Other noteworthy arts destinations in the vicinity include the9:30 Club, which regularly draws established singers and bands, and the Black Cat, with a more eclectic line-up. The well-regarded Studio Theater, an independent theatre company operating since 1978, and the Source Theater, which plays host to several companies in residence in addition to various festivals, are both located on 14th St.

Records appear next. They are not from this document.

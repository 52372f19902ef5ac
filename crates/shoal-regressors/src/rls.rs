//! Recursive least squares with exponential forgetting.
//!
//! Maintains `ŷ = x·β` and the `D×D` inverse-information matrix `P`.
//! One observation `(x, y)` with noise variance `σ²` and forgetting
//! factor `λ` updates them as
//!
//! ```text
//! π = x·P
//! γ = λσ² + x·πᵀ
//! g = π / γ
//! β ← β + (y − x·β) g
//! P ← (P − g ⊗ π) / λ
//! ```
//!
//! When `γ == 0` the correction is skipped and only `P ← P / λ` is
//! applied. Every intermediate is computed into scratch buffers first
//! and checked for finiteness; nothing is committed if any check fails.

use shoal_core::{Coord, Observation, ParameterError, RegressionError};
use shoal_regression::params::{check_length, require_forgetting, require_non_negative};
use shoal_regression::{FeatureSet, Regression};
use std::borrow::Cow;

/// Online linear regression with propagated uncertainty.
///
/// # Examples
///
/// ```
/// use shoal_regression::{FeatureSet, GridX, Regression};
/// use shoal_regressors::RecursiveLeastSquares;
///
/// let mut rls = RecursiveLeastSquares::new(FeatureSet::new().with(GridX), 1.0, 1.0, 1e4).unwrap();
/// for x in 1..=20 {
///     rls.update_features(&[x as f64], 2.0 * x as f64).unwrap();
/// }
/// assert!((rls.coefficients()[0] - 2.0).abs() < 1e-3);
/// ```
#[derive(Clone, Debug)]
pub struct RecursiveLeastSquares {
    features: FeatureSet,
    dim: usize,
    forgetting: f64,
    noise: f64,
    beta: Vec<f64>,
    /// Row-major `dim × dim`.
    p: Vec<f64>,
    scratch: Scratch,
}

#[derive(Clone, Debug)]
struct Scratch {
    pi: Vec<f64>,
    gain: Vec<f64>,
    beta: Vec<f64>,
    p: Vec<f64>,
}

impl Scratch {
    fn new(dim: usize) -> Self {
        Self {
            pi: vec![0.0; dim],
            gain: vec![0.0; dim],
            beta: vec![0.0; dim],
            p: vec![0.0; dim * dim],
        }
    }
}

fn all_finite(v: &[f64]) -> bool {
    v.iter().all(|x| x.is_finite())
}

fn unstable(stage: &'static str) -> RegressionError {
    tracing::warn!(stage, "RLS update rejected: non-finite intermediate");
    RegressionError::NumericInstability { stage }
}

impl RecursiveLeastSquares {
    /// `P` starts as `initial_uncertainty · I` and `β` as zero.
    ///
    /// # Errors
    ///
    /// `InvalidConfig` without features or with a non-positive initial
    /// uncertainty; `Parameter` if `forgetting ∉ (0, 1]` or `noise < 0`.
    pub fn new(
        features: FeatureSet,
        forgetting: f64,
        noise: f64,
        initial_uncertainty: f64,
    ) -> Result<Self, RegressionError> {
        if features.is_empty() {
            return Err(RegressionError::InvalidConfig {
                reason: "at least one feature is required".into(),
            });
        }
        if !(initial_uncertainty.is_finite() && initial_uncertainty > 0.0) {
            return Err(RegressionError::InvalidConfig {
                reason: format!(
                    "initial uncertainty must be finite and > 0, got {initial_uncertainty}"
                ),
            });
        }
        require_forgetting(0, forgetting)?;
        require_non_negative(1, noise)?;
        let dim = features.len();
        let mut p = vec![0.0; dim * dim];
        for i in 0..dim {
            p[i * dim + i] = initial_uncertainty;
        }
        tracing::debug!(dim, forgetting, noise, initial_uncertainty, "RLS filter built");
        Ok(Self {
            features,
            dim,
            forgetting,
            noise,
            beta: vec![0.0; dim],
            p,
            scratch: Scratch::new(dim),
        })
    }

    /// Current coefficients `β`.
    pub fn coefficients(&self) -> &[f64] {
        &self.beta
    }

    /// Current `P`, row-major.
    pub fn covariance(&self) -> &[f64] {
        &self.p
    }

    /// `x·P·xᵀ` at `coord` and `time`: how uncertain the model is there.
    pub fn uncertainty(&self, coord: &Coord, time: f64) -> f64 {
        let x = self.features.extract(coord, time);
        let d = self.dim;
        let mut total = 0.0;
        for i in 0..d {
            for j in 0..d {
                total += x[i] * self.p[i * d + j] * x[j];
            }
        }
        total
    }

    /// `x·β` for a raw feature vector; `NaN` on a wrong length.
    pub fn predict_features(&self, x: &[f64]) -> f64 {
        if x.len() != self.dim {
            return f64::NAN;
        }
        x.iter().zip(&self.beta).map(|(a, b)| a * b).sum()
    }

    /// Update with a raw feature vector, using the configured noise.
    pub fn update_features(&mut self, x: &[f64], y: f64) -> Result<(), RegressionError> {
        self.update(x, y, self.noise)
    }

    /// Update with a raw feature vector and an explicit noise variance.
    ///
    /// # Errors
    ///
    /// `ArityMismatch` on a wrong-length `x`; `NumericInstability` if any
    /// intermediate is not finite, in which case `β` and `P` are
    /// unchanged.
    pub fn update(&mut self, x: &[f64], y: f64, noise: f64) -> Result<(), RegressionError> {
        let d = self.dim;
        if x.len() != d {
            return Err(RegressionError::ArityMismatch {
                expected: d,
                got: x.len(),
            });
        }
        let lambda = self.forgetting;
        let error = y - self.predict_features(x);
        let s = &mut self.scratch;

        for j in 0..d {
            s.pi[j] = (0..d).map(|i| x[i] * self.p[i * d + j]).sum();
        }
        if !all_finite(&s.pi) {
            return Err(unstable("pi"));
        }

        let gamma = lambda * noise + x.iter().zip(&s.pi).map(|(a, b)| a * b).sum::<f64>();
        if !gamma.is_finite() {
            return Err(unstable("gamma"));
        }

        if gamma == 0.0 {
            for (dst, src) in s.p.iter_mut().zip(&self.p) {
                *dst = src / lambda;
            }
            if !all_finite(&s.p) {
                return Err(unstable("P"));
            }
            std::mem::swap(&mut self.p, &mut s.p);
            tracing::warn!("degenerate RLS update: correction skipped, uncertainty inflated");
            return Ok(());
        }

        for j in 0..d {
            s.gain[j] = s.pi[j] / gamma;
        }
        if !all_finite(&s.gain) {
            return Err(unstable("gain"));
        }

        for j in 0..d {
            s.beta[j] = self.beta[j] + error * s.gain[j];
        }
        if !all_finite(&s.beta) {
            return Err(unstable("beta"));
        }

        for i in 0..d {
            for j in 0..d {
                s.p[i * d + j] = (self.p[i * d + j] - s.gain[i] * s.pi[j]) / lambda;
            }
        }
        if !all_finite(&s.p) {
            return Err(unstable("P"));
        }

        std::mem::swap(&mut self.beta, &mut s.beta);
        std::mem::swap(&mut self.p, &mut s.p);
        tracing::trace!(error, gamma, "RLS update");
        Ok(())
    }
}

impl Regression for RecursiveLeastSquares {
    fn name(&self) -> &str {
        "recursive_least_squares"
    }

    fn predict(&self, coord: &Coord, time: f64) -> f64 {
        self.predict_features(&self.features.extract(coord, time))
    }

    fn observe(&mut self, observation: &Observation) -> Result<(), RegressionError> {
        let x = self.features.extract(&observation.coord, observation.time);
        self.update(&x, observation.value, self.noise)
    }

    /// `[forgetting, noise]`.
    fn parameters(&self) -> Vec<f64> {
        vec![self.forgetting, self.noise]
    }

    fn set_parameters(&mut self, values: &[f64]) -> Result<(), ParameterError> {
        check_length(2, values.len())?;
        let forgetting = require_forgetting(0, values[0])?;
        let noise = require_non_negative(1, values[1])?;
        self.forgetting = forgetting;
        self.noise = noise;
        tracing::debug!(forgetting, noise, "RLS parameters updated");
        Ok(())
    }

    fn parameter_names(&self) -> Vec<Cow<'static, str>> {
        vec![Cow::Borrowed("forgetting"), Cow::Borrowed("noise")]
    }
}

#[cfg(test)]
mod tests {
    use super::*;
    use shoal_regression::{Constant, GridX};
    use smallvec::smallvec;

    fn single(forgetting: f64, noise: f64) -> RecursiveLeastSquares {
        RecursiveLeastSquares::new(FeatureSet::new().with(GridX), forgetting, noise, 1e4).unwrap()
    }

    #[test]
    fn converges_on_noiseless_line() {
        let mut rls = single(1.0, 1.0);
        for x in 1..=30 {
            rls.observe(&Observation::at(0, x, 0.0, 2.0 * x as f64)).unwrap();
        }
        assert!((rls.coefficients()[0] - 2.0).abs() < 1e-3);
        assert!((rls.predict(&smallvec![0, 10], 0.0) - 20.0).abs() < 1e-2);
    }

    #[test]
    fn intercept_and_slope_recovered() {
        let features = FeatureSet::new().with(Constant(1.0)).with(GridX);
        let mut rls = RecursiveLeastSquares::new(features, 1.0, 1e-6, 1e6).unwrap();
        for x in 0..50 {
            rls.observe(&Observation::at(0, x, 0.0, 3.0 - 0.5 * x as f64)).unwrap();
        }
        let b = rls.coefficients();
        assert!((b[0] - 3.0).abs() < 1e-3, "intercept {}", b[0]);
        assert!((b[1] + 0.5).abs() < 1e-3, "slope {}", b[1]);
    }

    #[test]
    fn uncertainty_shrinks_with_data() {
        let mut rls = single(1.0, 1.0);
        let before = rls.uncertainty(&smallvec![0, 1], 0.0);
        rls.observe(&Observation::at(0, 1, 0.0, 2.0)).unwrap();
        assert!(rls.uncertainty(&smallvec![0, 1], 0.0) < before);
    }

    #[test]
    fn zero_gamma_only_inflates_uncertainty() {
        let mut rls = single(0.5, 0.0);
        // x = 0 and no noise: gamma is exactly zero.
        rls.update_features(&[0.0], 7.0).unwrap();
        assert_eq!(rls.coefficients(), &[0.0]);
        assert_eq!(rls.covariance(), &[2e4]);
    }

    #[test]
    fn non_finite_input_is_rejected_without_corruption() {
        let mut rls = single(1.0, 1.0);
        rls.update_features(&[1.0], 2.0).unwrap();
        let beta = rls.coefficients().to_vec();
        let p = rls.covariance().to_vec();
        let err = rls.update_features(&[f64::NAN], 2.0).unwrap_err();
        assert_eq!(err, RegressionError::NumericInstability { stage: "pi" });
        let err = rls.update_features(&[1.0], f64::INFINITY).unwrap_err();
        assert_eq!(err, RegressionError::NumericInstability { stage: "beta" });
        assert_eq!(rls.coefficients(), beta.as_slice());
        assert_eq!(rls.covariance(), p.as_slice());
    }

    #[test]
    fn arity_checked() {
        let mut rls = single(1.0, 1.0);
        assert_eq!(
            rls.update_features(&[1.0, 2.0], 0.0),
            Err(RegressionError::ArityMismatch { expected: 1, got: 2 })
        );
        assert!(rls.predict_features(&[]).is_nan());
    }

    #[test]
    fn parameters_validate_domain() {
        let mut rls = single(0.9, 2.0);
        assert_eq!(rls.parameters(), vec![0.9, 2.0]);
        assert!(rls.set_parameters(&[0.0, 1.0]).is_err());
        assert!(rls.set_parameters(&[1.0, -1.0]).is_err());
        rls.set_parameters(&[1.0, 0.5]).unwrap();
        assert_eq!(rls.parameters(), vec![1.0, 0.5]);
    }

    #[test]
    fn constructor_rejects_bad_config() {
        assert!(RecursiveLeastSquares::new(FeatureSet::new(), 1.0, 1.0, 1.0).is_err());
        assert!(RecursiveLeastSquares::new(FeatureSet::new().with(GridX), 1.0, 1.0, 0.0).is_err());
        assert!(RecursiveLeastSquares::new(FeatureSet::new().with(GridX), 1.5, 1.0, 1.0).is_err());
    }
}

A short walk north is Meridian Hill Park (also known as Malcolm X Park), a lovely urban oasis with Italian-style gardens, statuary, and the continent’s largest cascading fountain. Frequented by Washingtonians from diverse walks of life, it’s the ideal place to sit back and take in the lively scene in the US capital.




Washington with Children

It might be known as a government town, but Washington has plenty to delight children. A perennial favourite is the Smithsonian’s Air and Space Museum – the most visited museum in the USA – which showcases everything from aircraft and space shuttles to astronaut gear and Moon rocks. Another top draw is the National Zoo, home to some 300 species of animals, including big cats, Asian elephants, great apes, and reptiles. Kids particularly adore the zoo’s most famous denizens, giant pandas Mei Xiang and Tian Tian and their cub Bao Bao, who are among only about 50 pandas in the world outside of China. Family-friendly events in DC include the Folklife Festival, a two-week extravaganza of music, dance, crafts, and food on the National Mall that highlights different parts of the world; this year’s featured country is Peru (June 24 to July 5).

 

 



My Washington, DC

Hotel Madera

Located just two blocks from Dupont Circle, the 82-room Hotel Madera – part of the Kimpton brand of boutique-style hotels – feels like an intimate pied-à-terre. The hip yet cosy accommodation features bold colours and design flair, along with pleasantly quirky touches such as animal-print bathrobes. Service is attentive, bikes can be borrowed gratis, and Firefly restaurant, serving seasonal US comfort food, is a trendy neighbourhood hangout in its own right.
hotelmadera.com


 


Rasika Restaurant

Rasika is not just a restaurant, it’s an experience – from the contemporary interpretations of traditional Indian regional dishes and grilled specialities to the upscale service and chic vibe. James Beard award-winning chef Vikram Sunderam’s innovative menu – which varies slightly between the Penn Quarter and West End locations – includes delicate flavour combinations such as black cod with fresh dill, honey, and star anise. Don’t miss the signature appetiser, palak chaat: crispy spinach served with sweet yogurt and a tamarind sauce.
rasikarestaurant.com


 


Farmers’ Markets

Mirroring Washington’s growing fascination with artisanal cuisine, farmers’ markets have become popular destinations. Eastern Market, a red-brick edifice dating to 1873 and restored in 2009, is the longest-running emporium, with a craft and flea market in addition to food. Opened in 2012, the more out-of-the-way Union Market features trendy craft producers and eateries. Dupont Circle’s outdoor market takes over a block of 20th Street on Sunday mornings, with dozens of vendors selling produce, flowers, and light fare.
easternmarket-dc.org, unionmarketdc.com


 


International Spy Museum

In the city that gave birth to the CIA and FBI, the International Spy Museum gives visitors a taste of the intriguing history of espionage, from the Roman Empire up through the Cold War to today. The interactive exhibits on the gadgets and technology that form the tools of spycraft, as well as the stories of real-life spies both infamous and anonymous, appeal to both adults and children.